Polycystic ovarian syndrome (PCOS) is defined by the presence of anovulation in conjunction with either clinical (hirsutism) or biochemical (raised LH, raised testosterone) signs of raised androgen production. PCOS is a very common disorder, and accounts for 75% of cases of anovulatory fertility. The pathophysiology of PCOS is not entirely understood, but is thought to arise from the development of multiple ovarian follicles (leading to the ‘polycystic’ appearance on ultrasound), resulting in excessive oestradiol production which suppresses FSH production from the pituitary. As a result, none of the follicles receive sufficient FSH to fully mature.

Fertility may be improved in PCOS by reducing BMI (if it is above 30) and giving medication if there are signs of insulin resistance. Medication may be given to directly improve fertility, with the preferred option being an aromatase inhibitor (e.g. letrozole) which decreases circulating oestrogen by inhibiting aromatisation of testosterone to oestrogen and so allows FSH concentration to rise. Selective oestrogen receptor modulators may also be used (e.g. clomiphene citrate) in order to block the negative feedback effect of oestrogen in the hypothalamus, thereby increasing FSH release. Exogenous FSH may also be given, but is a less safe therapy and so must have its dose carefully titrated up.

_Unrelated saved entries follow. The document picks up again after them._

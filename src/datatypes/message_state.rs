// ABOUTME: Message delivery states reported by query_sm_resp and delivery receipts
// ABOUTME: Also parses the textual "stat:" abbreviations SMSCs put in receipt bodies

use num_enum::TryFromPrimitive;

#[derive(TryFromPrimitive)]
#[repr(u8)]
#[derive(Copy, Clone, Debug, PartialEq, Eq)]
pub enum MessageState {
    Enroute = 1,
    Delivered = 2,
    Expired = 3,
    Deleted = 4,
    Undeliverable = 5,
    Accepted = 6,
    Unknown = 7,
    Rejected = 8,
}

impl MessageState {
    /// A final state ends tracking of the submitted message.
    pub fn is_terminal(self) -> bool {
        !matches!(self, MessageState::Enroute | MessageState::Accepted)
    }

    /// Maps the receipt text abbreviation (`stat:DELIVRD`) to a state.
    pub fn from_receipt_stat(stat: &str) -> Option<Self> {
        let state = match stat.trim().to_ascii_uppercase().as_str() {
            "ENROUTE" => MessageState::Enroute,
            "DELIVRD" | "DELIVERED" => MessageState::Delivered,
            "EXPIRED" => MessageState::Expired,
            "DELETED" => MessageState::Deleted,
            "UNDELIV" | "UNDELIVERABLE" => MessageState::Undeliverable,
            "ACCEPTD" | "ACCEPTED" => MessageState::Accepted,
            "UNKNOWN" => MessageState::Unknown,
            "REJECTD" | "REJECTED" => MessageState::Rejected,
            _ => return None,
        };
        Some(state)
    }
}

#[cfg(test)]
mod tests {
    use super::*;

    #[test]
    fn terminal_states() {
        assert!(MessageState::Delivered.is_terminal());
        assert!(MessageState::Rejected.is_terminal());
        assert!(MessageState::Unknown.is_terminal());
        assert!(!MessageState::Enroute.is_terminal());
        assert!(!MessageState::Accepted.is_terminal());
    }

    #[test]
    fn receipt_abbreviations() {
        assert_eq!(MessageState::from_receipt_stat("DELIVRD"), Some(MessageState::Delivered));
        assert_eq!(MessageState::from_receipt_stat("undeliv"), Some(MessageState::Undeliverable));
        assert_eq!(MessageState::from_receipt_stat("BOGUS"), None);
    }
}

Primary ovarian failure (POI) often occurs iatrogenically, as a result of chemotherapy or radiotherapy. In such cases, eggs, embryos, or sections of ovarian cortex can be taken and cryopreserved for later use in IVF treatments. POI may also have an autoimmune cause, or a genetic cause, such as Turner’s syndrome, which is caused by partial or complete loss of an X chromosome in a woman. Turner’s syndrome results in drastically accelerated loss of oocytes, leading to ovarian failure often within a few months after birth. Turner’s syndrome may be diagnosed through amniocentesis, chorionic villus sampling, or ultrasound in utero, or may be diagnosed on clinical exam and testing later in life when the patient fails to go through puberty. Fertility may be restored in these patients using oocyte donation and HRT, which both increases the receptivity of the endometrium to the embryo, and protects against osteoporosis and cardiovascular disease.